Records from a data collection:
══════════════════════════════

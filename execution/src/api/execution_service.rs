// Copyright 2022 Toolchain Labs, Inc. All rights reserved.
// Licensed under the Apache License, Version 2.0 (see LICENSE).

use std::pin::Pin;

use digest::{required_digest, Digest};
use futures::Stream;
use prost::Message;
use protos::build::bazel::remote::execution::v2::{
    execution_server::Execution, Action as ActionRequest, ActionResult, BatchReadBlobsRequest,
    ExecuteRequest, ExecuteResponse, GetActionResultRequest, WaitExecutionRequest,
};
use protos::google::longrunning::{operation, Operation};
use tokio::sync::watch;
use tonic::{Code, Request, Response, Status};

use execution_util::{
    generate_operation_name, instance_name_from_operation_name, InstanceName, OperationName,
};

use crate::any_proto_encode;
use crate::api::ExecutionServer;
use crate::server::ActionStatus;

type OperationStream = Pin<Box<dyn Stream<Item = Result<Operation, Status>> + Send + Sync>>;

#[tonic::async_trait]
impl Execution for ExecutionServer {
    type ExecuteStream = OperationStream;

    #[tracing::instrument(skip_all, fields(opentelemetry = true))]
    async fn execute(
        &self,
        request: Request<ExecuteRequest>,
    ) -> Result<Response<Self::ExecuteStream>, Status> {
        let request = request.into_inner();
        let instance = self.instances.instance(request.instance_name.clone());

        if !instance.try_admit_execute() {
            return Err(Status::resource_exhausted(
                "tenant Execute rate limit exceeded",
            ));
        }

        let action_digest = required_digest("action_digest", request.action_digest)
            .map_err(Status::invalid_argument)?;

        if !request.skip_cache_lookup {
            if let Some(action_result) = self
                .lookup_action_result(request.instance_name.clone(), action_digest)
                .await?
            {
                return Ok(Response::new(immediately_completed_stream(
                    generate_operation_name(&request.instance_name),
                    action_result,
                )));
            }
        }

        let action = self
            .load_action(request.instance_name, action_digest)
            .await?;
        let do_not_cache = action.do_not_cache;
        let platform_properties = action
            .platform
            .as_ref()
            .map(|platform| {
                platform
                    .properties
                    .iter()
                    .map(|property| (property.name.clone(), property.value.clone()))
                    .collect()
            })
            .unwrap_or_default();

        let (operation_name, receiver) = instance.execute(
            action_digest,
            action,
            platform_properties,
            do_not_cache,
            request.skip_cache_lookup,
        );

        Ok(Response::new(stream_from_receiver(
            operation_name,
            receiver,
        )))
    }

    type WaitExecutionStream = OperationStream;

    #[tracing::instrument(skip_all, fields(opentelemetry = true))]
    async fn wait_execution(
        &self,
        request: Request<WaitExecutionRequest>,
    ) -> Result<Response<Self::WaitExecutionStream>, Status> {
        let operation_name = request.into_inner().name;
        let instance_name =
            instance_name_from_operation_name(&operation_name).map_err(Status::invalid_argument)?;

        let receiver = self
            .instances
            .instance(instance_name)
            .wait(&operation_name)
            .ok_or_else(|| {
                Status::not_found(format!("no known operation named {operation_name}"))
            })?;

        Ok(Response::new(stream_from_receiver(
            operation_name,
            receiver,
        )))
    }
}

impl ExecutionServer {
    /// Looks up a cached result for an Action: a hit short-circuits scheduling entirely and the
    /// caller streams back an already-`done` Operation. `NotFound` is treated as a miss; any
    /// other error is propagated (so e.g. a transient AC outage surfaces rather than silently
    /// forcing re-execution of every Action).
    async fn lookup_action_result(
        &self,
        instance_name: InstanceName,
        action_digest: Digest,
    ) -> Result<Option<ActionResult>, Status> {
        let request = GetActionResultRequest {
            instance_name,
            action_digest: Some(action_digest.into()),
            ..GetActionResultRequest::default()
        };
        match self
            .action_cache_client
            .clone()
            .get_action_result(request)
            .await
        {
            Ok(response) => Ok(Some(response.into_inner())),
            Err(status) if status.code() == Code::NotFound => Ok(None),
            Err(status) => Err(status),
        }
    }

    // TODO: Add retry.
    async fn load_action(
        &self,
        instance_name: InstanceName,
        action_digest: Digest,
    ) -> Result<ActionRequest, Status> {
        let mut responses = self
            .cas_client
            .clone()
            .batch_read_blobs(BatchReadBlobsRequest {
                instance_name,
                digests: vec![action_digest.into()],
            })
            .await?
            .into_inner();

        let Some(response) = responses.responses.pop() else {
            return Err(Status::internal(format!("Wrong number of responses: {}", responses.responses.len())));
        };

        match response.status {
            Some(status) if status.code != Code::Ok as i32 => {
                return Err(Status::new(Code::from_i32(status.code), status.message))
            }
            None => return Err(Status::internal("No status on read result.")),
            _ => (),
        }

        ActionRequest::decode(response.data)
            .map_err(|e| Status::internal(format!("Could not decode action: {e}")))
    }
}

/// Produces a single-item, already-`done` Operation stream for a cache hit -- the scheduler is
/// never consulted.
fn immediately_completed_stream(name: OperationName, result: ActionResult) -> OperationStream {
    let stream = async_stream::stream! {
        yield Ok(Operation {
            name,
            done: true,
            result: Some(operation::Result::Response(any_proto_encode(&ExecuteResponse {
                result: Some(result),
                cached_result: true,
                status: Some(protos::google::rpc::Status {
                    code: Code::Ok as i32,
                    ..Default::default()
                }),
                ..Default::default()
            }))),
            ..Default::default()
        });
    };
    Box::pin(stream)
}

fn stream_from_receiver(
    name: OperationName,
    mut receiver: watch::Receiver<ActionStatus>,
) -> OperationStream {
    let stream = async_stream::stream! {
      let item = loop {
          let value = (*receiver.borrow()).clone();
          match value {
            ActionStatus::Running(eom) => {
              yield Ok(Operation {
                name: name.clone(),
                done: false,
                metadata: Some(any_proto_encode(&eom)),
                ..Default::default()
              });
            },
            ActionStatus::Completed(item) => break Some(item),
          }

          if let Err(_recv_error) = receiver.changed().await {
            break None
          }
      };

      let (status, result) = match item {
        Some(Ok(action_result)) => {
          let status = protos::google::rpc::Status {
            code: Code::Ok as i32,
            ..Default::default()
          };
          (status, Some(action_result))
        }
        Some(Err(status)) => {
          let status = protos::google::rpc::Status {
            code: status.code() as i32,
            message: status.message().to_owned(),
            ..Default::default()
          };
          (status, None)
        }
        None => {
          let status = protos::google::rpc::Status {
            code: Code::Cancelled as i32,
            ..Default::default()
          };
          (status, None)
        }
      };

      yield Ok(Operation {
        name,
        done: true,
        result: Some(
          operation::Result::Response(any_proto_encode(
            &ExecuteResponse {
              result,
              status: Some(status),
              ..Default::default()
            },
          )),
        ),
        ..Default::default()
      });
    };
    Box::pin(stream)
}
// Copyright 2022 Toolchain Labs, Inc. All rights reserved.
// Licensed under the Apache License, Version 2.0 (see LICENSE).

use crate::driver::{DriverState, Instance, SmallBlobStorage, StorageError};
use crate::Digest;
use async_trait::async_trait;
use bytes::Bytes;

/// Null storage driver that accepts (but does not store) all writes and returns missing
/// for all reads.
pub struct AlwaysErrorsStorage;

#[async_trait]
impl SmallBlobStorage for AlwaysErrorsStorage {
    async fn find_missing_blobs(
        &self,
        _instance: Instance,
        _digests: Vec<Digest>,
        _state: DriverState,
    ) -> Result<Vec<Digest>, StorageError> {
        Err(StorageError::Internal(
            "This always will error!".to_string(),
        ))
    }

    async fn read_blob(
        &self,
        _instance: Instance,
        _digest: Digest,
        _state: DriverState,
    ) -> Result<Option<Bytes>, StorageError> {
        Err(StorageError::Internal(
            "This always will error!".to_string(),
        ))
    }

    async fn write_blob(
        &self,
        _instance: Instance,
        _digest: Digest,
        _content: Bytes,
        _state: DriverState,
    ) -> Result<(), StorageError> {
        Err(StorageError::Internal(
            "This always will error!".to_string(),
        ))
    }
}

══════════════════════════════

**Problem requirements:** Make sure every record is repeated exactly.

**Answer:**
filename execution/src/api/execution_service.rs
// Copyright 2022 Toolchain Labs, Inc. All rights reserved.
// Licensed under the Apache License, Version 2.0 (see LICENSE).

use std::pin::Pin;

use digest::{required_digest, Digest};
use futures::Stream;
use prost::Message;
use protos::build::bazel::remote::execution::v2::{
    execution_server::Execution, Action as ActionRequest, ActionResult, BatchReadBlobsRequest,
    ExecuteRequest, ExecuteResponse, GetActionResultRequest, WaitExecutionRequest,
};
use protos::google::longrunning::{operation, Operation};
use tokio::sync::watch;
use tonic::{Code, Request, Response, Status};

use execution_util::{
    generate_operation_name, instance_name_from_operation_name, InstanceName, OperationName,
};

use crate::any_proto_encode;
use crate::api::ExecutionServer;
use crate::server::ActionStatus;

type OperationStream = Pin<Box<dyn Stream<Item = Result<Operation, Status>> + Send + Sync>>;

#[tonic::async_trait]
impl Execution for ExecutionServer {
    type ExecuteStream = OperationStream;

    #[tracing::instrument(skip_all, fields(opentelemetry = true))]
    async fn execute(
        &self,
        request: Request<ExecuteRequest>,
    ) -> Result<Response<Self::ExecuteStream>, Status> {
        let request = request.into_inner();
        let instance = self.instances.instance(request.instance_name.clone());

        if !instance.try_admit_execute() {
            return Err(Status::resource_exhausted(
                "tenant Execute rate limit exceeded",
            ));
        }

        let action_digest = required_digest("action_digest", request.action_digest)
            .map_err(Status::invalid_argument)?;

        if !request.skip_cache_lookup {
            if let Some(action_result) = self
                .lookup_action_result(request.instance_name.clone(), action_digest)
                .await?
            {
                return Ok(Response::new(immediately_completed_stream(
                    generate_operation_name(&request.instance_name),
                    action_result,
                )));
            }
        }

        let action = self
            .load_action(request.instance_name, action_digest)
            .await?;
        let do_not_cache = action.do_not_cache;
        let platform_properties = action
            .platform
            .as_ref()
            .map(|platform| {
                platform
                    .properties
                    .iter()
                    .map(|property| (property.name.clone(), property.value.clone()))
                    .collect()
            })
            .unwrap_or_default();

        let (operation_name, receiver) = instance.execute(
            action_digest,
            action,
            platform_properties,
            do_not_cache,
            request.skip_cache_lookup,
        );

        Ok(Response::new(stream_from_receiver(
            operation_name,
            receiver,
        )))
    }

    type WaitExecutionStream = OperationStream;

    #[tracing::instrument(skip_all, fields(opentelemetry = true))]
    async fn wait_execution(
        &self,
        request: Request<WaitExecutionRequest>,
    ) -> Result<Response<Self::WaitExecutionStream>, Status> {
        let operation_name = request.into_inner().name;
        let instance_name =
            instance_name_from_operation_name(&operation_name).map_err(Status::invalid_argument)?;

        let receiver = self
            .instances
            .instance(instance_name)
            .wait(&operation_name)
            .ok_or_else(|| {
                Status::not_found(format!("no known operation named {operation_name}"))
            })?;

        Ok(Response::new(stream_from_receiver(
            operation_name,
            receiver,
        )))
    }
}

impl ExecutionServer {
    /// Looks up a cached result for an Action: a hit short-circuits scheduling entirely and the
    /// caller streams back an already-`done` Operation. `NotFound` is treated as a miss; any
    /// other error is propagated (so e.g. a transient AC outage surfaces rather than silently
    /// forcing re-execution of every Action).
    async fn lookup_action_result(
        &self,
        instance_name: InstanceName,
        action_digest: Digest,
    ) -> Result<Option<ActionResult>, Status> {
        let request = GetActionResultRequest {
            instance_name,
            action_digest: Some(action_digest.into()),
            ..GetActionResultRequest::default()
        };
        match self
            .action_cache_client
            .clone()
            .get_action_result(request)
            .await
        {
            Ok(response) => Ok(Some(response.into_inner())),
            Err(status) if status.code() == Code::NotFound => Ok(None),
            Err(status) => Err(status),
        }
    }

    // TODO: Add retry.
    async fn load_action(
        &self,
        instance_name: InstanceName,
        action_digest: Digest,
    ) -> Result<ActionRequest, Status> {
        let mut responses = self
            .cas_client
            .clone()
            .batch_read_blobs(BatchReadBlobsRequest {
                instance_name,
                digests: vec![action_digest.into()],
            })
            .await?
            .into_inner();

        let Some(response) = responses.responses.pop() else {
            return Err(Status::internal(format!("Wrong number of responses: {}", responses.responses.len())));
        };

        match response.status {
            Some(status) if status.code != Code::Ok as i32 => {
                return Err(Status::new(Code::from_i32(status.code), status.message))
            }
            None => return Err(Status::internal("No status on read result.")),
            _ => (),
        }

        ActionRequest::decode(response.data)
            .map_err(|e| Status::internal(format!("Could not decode action: {e}")))
    }
}

/// Produces a single-item, already-`done` Operation stream for a cache hit -- the scheduler is
/// never consulted.
fn immediately_completed_stream(name: OperationName, result: ActionResult) -> OperationStream {
    let stream = async_stream::stream! {
        yield Ok(Operation {
            name,
            done: true,
            result: Some(operation::Result::Response(any_proto_encode(&ExecuteResponse {
                result: Some(result),
                cached_result: true,
                status: Some(protos::google::rpc::Status {
                    code: Code::Ok as i32,
                    ..Default::default()
                }),
                ..Default::default()
            }))),
            ..Default::default()
        });
    };
    Box::pin(stream)
}

fn stream_from_receiver(
    name: OperationName,
    mut receiver: watch::Receiver<ActionStatus>,
) -> OperationStream {
    let stream = async_stream::stream! {
      let item = loop {
          let value = (*receiver.borrow()).clone();
          match value {
            ActionStatus::Running(eom) => {
              yield Ok(Operation {
                name: name.clone(),
                done: false,
                metadata: Some(any_proto_encode(&eom)),
                ..Default::default()
              });
            },
            ActionStatus::Completed(item) => break Some(item),
          }

          if let Err(_recv_error) = receiver.changed().await {
            break None
          }
      };

      let (status, result) = match item {
        Some(Ok(action_result)) => {
          let status = protos::google::rpc::Status {
            code: Code::Ok as i32,
            ..Default::default()
          };
          (status, Some(action_result))
        }
        Some(Err(status)) => {
          let status = protos::google::rpc::Status {
            code: status.code() as i32,
            message: status.message().to_owned(),
            ..Default::default()
          };
          (status, None)
        }
        None => {
          let status = protos::google::rpc::Status {
            code: Code::Cancelled as i32,
            ..Default::default()
          };
          (status, None)
        }
      };

      yield Ok(Operation {
        name,
        done: true,
        result: Some(
          operation::Result::Response(any_proto_encode(
            &ExecuteResponse {
              result,
              status: Some(status),
              ..Default::default()
            },
          )),
        ),
        ..Default::default()
      });
    };
    Box::pin(stream)
}
// Copyright 2022 Toolchain Labs, Inc. All rights reserved.
// Licensed under the Apache License, Version 2.0 (see LICENSE).

use crate::driver::{DriverState, Instance, SmallBlobStorage, StorageError};
use crate::Digest;
use async_trait::async_trait;
use bytes::Bytes;

/// Null storage driver that accepts (but does not store) all writes and returns missing
/// for all reads.
pub struct AlwaysErrorsStorage;

#[async_trait]
impl SmallBlobStorage for AlwaysErrorsStorage {
    async fn find_missing_blobs(
        &self,
        _instance: Instance,
        _digests: Vec<Digest>,
        _state: DriverState,
    ) -> Result<Vec<Digest>, StorageError> {
        Err(StorageError::Internal(
            "This always will error!".to_string(),
        ))
    }

    async fn read_blob(
        &self,
        _instance: Instance,
        _digest: Digest,
        _state: DriverState,
    ) -> Result<Option<Bytes>, StorageError> {
        Err(StorageError::Internal(
            "This always will error!".to_string(),
        ))
    }

    async fn write_blob(
        &self,
        _instance: Instance,
        _digest: Digest,
        _content: Bytes,
        _state: DriverState,
    ) -> Result<(), StorageError> {
        Err(StorageError::Internal(
            "This always will error!".to_string(),
        ))
    }
}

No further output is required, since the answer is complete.